Catherine Yang

October of sophomore year, I got bronchitis. I remember sitting in an examination room at Yale Health, watching the doctor write a prescription for antibiotics.

“Really,” I said. “Bronchitis.”

“Really,” she said. “Take one of these every day.”

When I think back on that moment, a part of me still can’t take it seriously. Sure, bronchitis sounds terrible — an inflammation of the lungs, a step below pneumonia — but I didn’t feel any different. A dry throat in the morning. A nagging cough at night. I wasn’t spitting up blood, or tossing with a fever. I could still walk to the top of Science Hill without passing out. I had a cold, just a slight cold, and there was always something going around in the dorms anyway. I would be better soon, whenever that was.

It had been two weeks, though.

Two weeks of hacking into my shirt-sleeve, two weeks of almost-choking on mucus, two weeks of lying awake at night, something wet and thick lodged in the back of my throat. My mother worried for me. My friends worried for me. Even my Mandarin teacher worried for me. She pulled me aside after class one time, asked me if I should see someone. Even now, it’s hard to reconcile this discrepancy in my head. The part of me that said, “I’m fine,” and the facts that said so, so clearly, “I’m not fine at all.”

I suppose most of it is because of shame. I should be busy at Yale. Running from one classroom to the next. Running from one meeting to another. Running to the laboratory, running to clinic, running here and there and all around campus — the nights are so long. I’m sitting in my room or in the buttery, and there are so many pages to read and so many problem sets to work through, and there’s that resume I haven’t updated in three months, and I should really start on that article for this week’s newspaper and haven’t you ever thought about how people who graduate from here, they’ve founded their own start-ups or won Nobel Prizes or even become president of the United States —

I don’t have time to be sick. I don’t have time to rest or recover or stop working, even if it’s just to catch my breath. If I do, I can’t be productive.

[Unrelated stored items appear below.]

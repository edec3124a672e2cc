//! Deterministic automata over single bits.
//!
//! A sample with `p` predicates is read as `p` consecutive bits, coordinate
//! 0 first, so a property over samples is an automaton whose accepting
//! states are only visited at sample boundaries.

use std::collections::{BTreeMap, HashMap, VecDeque};
use std::io::Read;
use std::sync::Arc;

use itertools::Itertools;
use serde::{Deserialize, Serialize};

use crate::MonitorError;

/// Largest number of predicates the per-sample constructors expand.
const MAX_ELEMENT_BITS: usize = 16;

/// On-disk layout: `transitions[q] = [next on 0, next on 1]`.
#[derive(Clone, Debug, Serialize, Deserialize)]
struct AutomatonDef {
    initial: usize,
    finals: Vec<usize>,
    transitions: Vec<[usize; 2]>,
}

#[derive(Clone, Debug, PartialEq, Eq, Serialize, Deserialize)]
#[serde(try_from = "AutomatonDef", into = "AutomatonDef")]
pub struct Automaton {
    initial: usize,
    accepting: Vec<bool>,
    transitions: Vec<[usize; 2]>,
}

impl TryFrom<AutomatonDef> for Automaton {
    type Error = MonitorError;

    fn try_from(def: AutomatonDef) -> Result<Self, Self::Error> {
        Automaton::new(def.initial, &def.finals, def.transitions)
    }
}

impl From<Automaton> for AutomatonDef {
    fn from(a: Automaton) -> Self {
        AutomatonDef {
            initial: a.initial,
            finals: a.finals().collect(),
            transitions: a.transitions,
        }
    }
}

impl Automaton {
    pub fn new(initial: usize, finals: &[usize], transitions: Vec<[usize; 2]>) -> Result<Self, MonitorError> {
        let n: usize = transitions.len();
        if n == 0 {
            return Err(MonitorError::InvalidAutomaton("no states".into()));
        }
        if initial >= n {
            return Err(MonitorError::InvalidAutomaton(format!(
                "initial state {} out of {} states",
                initial, n
            )));
        }
        if let Some((q, t)) = transitions
            .iter()
            .enumerate()
            .find(|(_, t)| t[0] >= n || t[1] >= n)
        {
            return Err(MonitorError::InvalidAutomaton(format!(
                "state {} has transition {:?} out of {} states",
                q, t, n
            )));
        }
        let mut accepting: Vec<bool> = vec![false; n];
        for q in finals {
            if *q >= n {
                return Err(MonitorError::InvalidAutomaton(format!(
                    "final state {} out of {} states",
                    q, n
                )));
            }
            accepting[*q] = true;
        }
        Ok(Self {
            initial,
            accepting,
            transitions,
        })
    }

    pub fn from_reader<R: Read>(reader: R) -> Result<Self, MonitorError> {
        Ok(serde_json::from_reader(reader)?)
    }

    pub fn from_json(json: &str) -> Result<Self, MonitorError> {
        Ok(serde_json::from_str(json)?)
    }

    pub fn to_json(&self) -> Result<String, MonitorError> {
        Ok(serde_json::to_string(self)?)
    }

    pub fn num_states(&self) -> usize {
        self.transitions.len()
    }

    pub fn initial(&self) -> usize {
        self.initial
    }

    pub fn is_final(&self, q: usize) -> bool {
        self.accepting[q]
    }

    pub fn finals(&self) -> impl Iterator<Item = usize> + '_ {
        self.accepting
            .iter()
            .enumerate()
            .filter_map(|(q, f)| f.then_some(q))
    }

    #[inline]
    pub fn next(&self, q: usize, bit: bool) -> usize {
        self.transitions[q][bit as usize]
    }

    /// State reached from `q` after reading `bits`.
    pub fn run(&self, q: usize, bits: &[bool]) -> usize {
        bits.iter().fold(q, |q, b| self.next(q, *b))
    }

    pub fn accepts(&self, bits: &[bool]) -> bool {
        self.is_final(self.run(self.initial, bits))
    }

    /// Automaton of the reversed language, by reversing every edge and
    /// determinising with the subset construction.
    pub fn reversed(&self) -> Automaton {
        let n: usize = self.num_states();
        let mut preds: [Vec<Vec<usize>>; 2] = [vec![Vec::new(); n], vec![Vec::new(); n]];
        self.transitions.iter().enumerate().for_each(|(q, t)| {
            preds[0][t[0]].push(q);
            preds[1][t[1]].push(q);
        });

        let start: Vec<usize> = self.finals().collect();
        let mut index: BTreeMap<Vec<usize>, usize> = BTreeMap::new();
        let mut subsets: Vec<Vec<usize>> = Vec::new();
        let mut queue: VecDeque<usize> = VecDeque::new();
        index.insert(start.clone(), 0);
        subsets.push(start);
        queue.push_back(0);

        let mut transitions: Vec<[usize; 2]> = Vec::new();
        while let Some(id) = queue.pop_front() {
            let mut row: [usize; 2] = [0; 2];
            for (bit, pred) in preds.iter().enumerate() {
                let next: Vec<usize> = subsets[id]
                    .iter()
                    .flat_map(|q| pred[*q].iter().copied())
                    .sorted_unstable()
                    .dedup()
                    .collect();
                row[bit] = match index.get(&next) {
                    Some(j) => *j,
                    None => {
                        let j: usize = subsets.len();
                        index.insert(next.clone(), j);
                        subsets.push(next);
                        queue.push_back(j);
                        j
                    }
                };
            }
            #[cfg(debug_assertions)]
            {
                assert_eq!(id, transitions.len());
            }
            transitions.push(row);
        }

        let accepting: Vec<bool> = subsets.iter().map(|s| s.contains(&self.initial)).collect();
        tracing::debug!(states = n, reversed = subsets.len(), "reversed automaton");
        Automaton {
            initial: 0,
            accepting,
            transitions,
        }
    }

    /// Smallest equivalent automaton, states numbered in breadth-first order
    /// from the initial state. Two automata of the same language minimise to
    /// equal values.
    pub fn minimized(&self) -> Automaton {
        let reachable: Vec<usize> = self.reachable();

        let mut class: Vec<usize> = vec![usize::MAX; self.num_states()];
        reachable
            .iter()
            .for_each(|q| class[*q] = self.accepting[*q] as usize);
        let mut classes: usize = 0;
        loop {
            let mut ids: HashMap<(usize, usize, usize), usize> = HashMap::new();
            let refined: Vec<(usize, usize)> = reachable
                .iter()
                .map(|q| {
                    let t: [usize; 2] = self.transitions[*q];
                    let key: (usize, usize, usize) = (class[*q], class[t[0]], class[t[1]]);
                    let next_id: usize = ids.len();
                    (*q, *ids.entry(key).or_insert(next_id))
                })
                .collect();
            refined.iter().for_each(|(q, c)| class[*q] = *c);
            if ids.len() == classes {
                break;
            }
            classes = ids.len();
        }

        // Renumber classes breadth-first from the initial one.
        let mut order: Vec<usize> = vec![usize::MAX; classes];
        let mut representative: Vec<usize> = Vec::with_capacity(classes);
        let mut queue: VecDeque<usize> = VecDeque::new();
        order[class[self.initial]] = 0;
        representative.push(self.initial);
        queue.push_back(self.initial);
        while let Some(q) = queue.pop_front() {
            for next in self.transitions[q] {
                if order[class[next]] == usize::MAX {
                    order[class[next]] = representative.len();
                    representative.push(next);
                    queue.push_back(next);
                }
            }
        }

        let transitions: Vec<[usize; 2]> = representative
            .iter()
            .map(|q| {
                let t: [usize; 2] = self.transitions[*q];
                [order[class[t[0]]], order[class[t[1]]]]
            })
            .collect();
        let accepting: Vec<bool> = representative.iter().map(|q| self.accepting[*q]).collect();
        Automaton {
            initial: 0,
            accepting,
            transitions,
        }
    }

    fn reachable(&self) -> Vec<usize> {
        let mut seen: Vec<bool> = vec![false; self.num_states()];
        let mut order: Vec<usize> = vec![self.initial];
        seen[self.initial] = true;
        let mut i: usize = 0;
        while i < order.len() {
            for next in self.transitions[order[i]] {
                if !seen[next] {
                    seen[next] = true;
                    order.push(next);
                }
            }
            i += 1;
        }
        order
    }

    /// `G(pred)`: every sample of `predicates` bits satisfies `pred`.
    pub fn globally<F: Fn(&[bool]) -> bool>(predicates: usize, pred: F) -> Result<Automaton, MonitorError> {
        Self::per_sample(predicates, pred, true)
    }

    /// `F(pred)`: some sample of `predicates` bits satisfies `pred`.
    pub fn eventually<F: Fn(&[bool]) -> bool>(predicates: usize, pred: F) -> Result<Automaton, MonitorError> {
        Self::per_sample(predicates, pred, false)
    }

    /// A trie over the bits of one sample hanging below state 0, plus one
    /// absorbing state: the sink for `G`, the accepting state for `F`.
    fn per_sample<F: Fn(&[bool]) -> bool>(p: usize, pred: F, globally: bool) -> Result<Automaton, MonitorError> {
        if p == 0 || p > MAX_ELEMENT_BITS {
            return Err(MonitorError::InvalidAutomaton(format!(
                "{} predicates per sample outside [1, {}]",
                p, MAX_ELEMENT_BITS
            )));
        }
        let node = |len: usize, prefix: usize| (1usize << len) - 1 + prefix;
        let absorbing: usize = (1usize << p) - 1;

        let mut transitions: Vec<[usize; 2]> = vec![[absorbing; 2]; absorbing + 1];
        let mut bits: Vec<bool> = vec![false; p];
        (0..p).for_each(|len| {
            (0..1usize << len).for_each(|prefix| {
                (0..2usize).for_each(|b| {
                    let word: usize = prefix << 1 | b;
                    transitions[node(len, prefix)][b] = if len + 1 < p {
                        node(len + 1, word)
                    } else {
                        bits.iter_mut()
                            .enumerate()
                            .for_each(|(i, x)| *x = (word >> (p - 1 - i)) & 1 == 1);
                        if pred(&bits) != globally { absorbing } else { 0 }
                    };
                })
            })
        });

        let finals: [usize; 1] = if globally { [0] } else { [absorbing] };
        Automaton::new(0, &finals, transitions)
    }
}

/// Automaton read by the forward runners: after a prefix `a_1 .. a_i` its
/// state tells whether the prefix satisfies the property.
#[derive(Clone, Debug, PartialEq, Eq)]
pub struct PrefixAutomaton(Arc<Automaton>);

impl PrefixAutomaton {
    pub fn new(dfa: Automaton) -> Self {
        Self(Arc::new(dfa))
    }

    pub fn automaton(&self) -> &Automaton {
        &self.0
    }
}

/// Automaton read by the reverse runners, which consume `a_n, a_{n-1}, ..`
/// and report whether each suffix `a_i .. a_n` satisfies the property.
#[derive(Clone, Debug, PartialEq, Eq)]
pub struct SuffixAutomaton(Arc<Automaton>);

impl SuffixAutomaton {
    /// From the automaton of the property itself.
    pub fn from_forward(dfa: Automaton) -> Self {
        Self(Arc::new(dfa))
    }

    /// From an automaton of the reversed property.
    pub fn from_reversed(dfa: &Automaton) -> Self {
        Self(Arc::new(dfa.reversed().minimized()))
    }

    /// Automaton of the property.
    pub fn automaton(&self) -> &Automaton {
        &self.0
    }
}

If I do, I can’t be a real Yalie.

For the longest time, I believed that pushing through was just a part of college and a part of growing up. As kids, we can have our sick days, lie in our beds and have our parents heat us up some soup, tuck our blankets tighter around our shoulders. But as adults? Responsible, capable, self-sufficient adults? We no longer have access to that luxury; we no longer have the right to be “babied.” Life doesn’t wait for us anymore: there will always be shuttles to catch, lectures to listen to and exams to face.

I’ve come to realize that I’ve been a bit childish. It’s true, we can’t always expect other people to hold us up, but there’s a difference between true accountability and blind stubbornness. I think we need to make our doctor appointment when we need to. I think we need to take care of ourselves when we need to.

It’s October again, and I’m sick again. Runny nose, sore throat, the cough that keeps me up sometimes at night. I still have papers to read and essays to write — the extracurriculars, too, they’re waiting — but for now:

I’ll pull on an old shirt and old sweatpants, slip my feet into warm slippers. I’ll have a cup of medicinal tea in my hand, Netflix open on my laptop. I’ll get back to working soon, but first I’d like to take a break.